Photo Credit: Jewish Press

As of July 1, 2018, among the many ways Canada will celebrate its birthday, the sale of marijuana will become legal.

Now, there is a huge difference between decriminalizing the use of pot (which would mean you will no longer be arrested for using it) and legalizing it. Once it is legalized, you will be able to go into your local pot store and purchase marijuana in all sorts of varieties: chocolates, pastries, candy, smokes etc.


Legalizing a substance like pot requires a lot of thought and brings with it many problems. What is the legal purchasing age? Are you considered under the influence if you drive while high? How does one determine if you are high? Is there a device, like a breathalyzer, that determines your level of high? What level is dangerous?

Using marijuana for medicinal purposes has existed for a while. As of now, in Canada, once one fills out a mountain of paper work and gets a doctor to do the same (many of whom have refused), you can purchase medicinal marijuana for the relief of pain and anxiety. Chronic pain is debilitating and eating or smoking pot has given many people relief. Most people see it as a benign way of dealing with pain, but is it benign?

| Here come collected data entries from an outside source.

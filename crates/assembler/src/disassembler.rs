//! Disassembler: function table → canonical assembly text.
//!
//! Output format: entry-point code first with no header, then each other
//! function under a `#name` header in name order, separated by a blank
//! line. One instruction per line, no indentation, no comments.

use xvm_common::{Instruction, Opcode, Program, Value, ENTRY_POINT};

use crate::parser::parse_literal;

/// Disassemble a program into canonical assembly text.
///
/// Reassembles to an identical function table for every program whose
/// function names are single words.
pub fn disassemble(program: &Program) -> String {
    let mut out = String::new();

    if let Some(entry) = program.entry() {
        write_body(&mut out, entry);
    }

    for (name, code) in &program.functions {
        if name == ENTRY_POINT {
            continue;
        }
        if !out.is_empty() {
            out.push('\n');
        }
        out.push('#');
        out.push_str(name);
        out.push('\n');
        write_body(&mut out, code);
    }

    out
}

fn write_body(out: &mut String, code: &[Instruction]) {
    for instr in code {
        out.push_str(&instruction_line(instr));
        out.push('\n');
    }
}

/// Render one instruction as a line of assembly, without the newline.
pub fn instruction_line(instr: &Instruction) -> String {
    let mut line = instr.opcode.mnemonic().to_string();
    for value in &instr.operands {
        line.push(' ');
        line.push_str(&operand_text(instr.opcode, value));
    }
    line
}

/// Names are written bare when they reparse as the same text; constants
/// and anything ambiguous are quoted.
fn operand_text(opcode: Opcode, value: &Value) -> String {
    match value {
        Value::Str(s) if opcode != Opcode::LoadConst && is_bare_name(s) => s.clone(),
        _ => value.to_literal(),
    }
}

fn is_bare_name(s: &str) -> bool {
    !s.is_empty()
        && !s.starts_with('#')
        && !s.chars().any(|c| c.is_whitespace() || c == ';' || c == '"')
        && !s.contains("//")
        && parse_literal(s) == Value::from(s)
}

Shani thought it would be.

Shani was in her sixties and had chronic pain. She lived alone. She had tried many combinations of painkillers prescribed by her doctor, but the pain persisted. Her quality of life was being altered and she was miserable all the time. Her relationship with her family was suffering, as was her ability to work. She was desperate for relief. A colleague offered to obtain some chocolate for Shani that contained marijuana. He suggested she try it and felt it would surely relieve her pain. Shani readily agreed, desperate for relief. She was not interested in becoming high; she just wanted to be pain-free. What could a bite of chocolate hurt? Pot, she felt, must be benign or Canada would not be making it legal. After all, she had a friend in LA who told her that she took a bite of a tootsie roll laced with the drug every night and as a result was able to cut her pain medication in half.

When Shani’s friend delivered the chocolate bar, he warned her it was potent and she should only eat about a ¼ or ⅓ of the bar. Shani waited a day and then, when she was ready to go to bed early, took about a third of the bar and retired, hoping for a pain-free, relaxed evening. At first she noticed no difference; the pain was still there. Suddenly, however, very negative thoughts popped into her head. She felt as though she were losing control over her thought process and her mind was sending her in a direction she didn’t want to go. She was on a merry go round of negative and frightening ideas and couldn’t get off. Then her pulse started to race. She had never experienced her heart beating this fast. Shani felt that it was impossible for her pulse to go any faster. She had a blood pressure machine that she used to monitor her heart rate and blood pressure. Thinking that perhaps it was all an illusion and that her heart rate was not as fast as she imagined it to be, Shani tried to use the machine. However, it could not register any readings. The blood pressure cuff just kept bursting open as her pulse was too fast.

At first, Shani thought she might be able to sleep it off; it was only marijuana. But, her symptoms were showing no sign of slowing down. Shani began to think that at her age, if she did nothing, she could easily have a heart attack or worse. She called Hatzolah. They came immediately and, after checking her vitals, insisted they needed to call an ambulance and get her to the hospital immediately. Shani told them and the ambulance driver about the “chocolate.” She was concerned that she could get arrested, but felt everyone had to know. The first thing the ER doctor did when he approached her bed was look around and then whisper, “No more…” and pantomimed smoking. Fortunately, ten hours later, Shani was released from the hospital. The drug had finally worn off. The doctor reminded her again about staying away from “candy land” and Shani readily agreed. She never wanted to experience that loss of mental control or those physical symptoms again. However, as Shani told the doctor, she had been pain-free during all those hours and would continue to be pain free for another day.

Many people with chronic pain are looking for a way to get relief. And yes, Marijuana has been very successful in helping many cope with several negative symptoms. However, one can never assume that it is safe and that taking it will be a pleasant experience.

There are two parts to the marijuana plant. I am told it is possible to separate the pain-relief part of the cannabis from the hallucinogenic producing part. However, a lot of what is being sold on the market in the legal stores, as well as illegally, is a combination of both. That combination may not be as benign as many people believe. Different people react differently to all medication, including this one.

If you are trying marijuana for the first time, don’t be alone. Your experience may be less pleasant than you think and more like the story above. Be informed of all the possible side effects and be careful of the amount you smoke or ingest, just as you would be with any medication. Though the drug may be legal where you live, until you know the effect it has on you, don’t assume it is as benign as Tylenol for pain.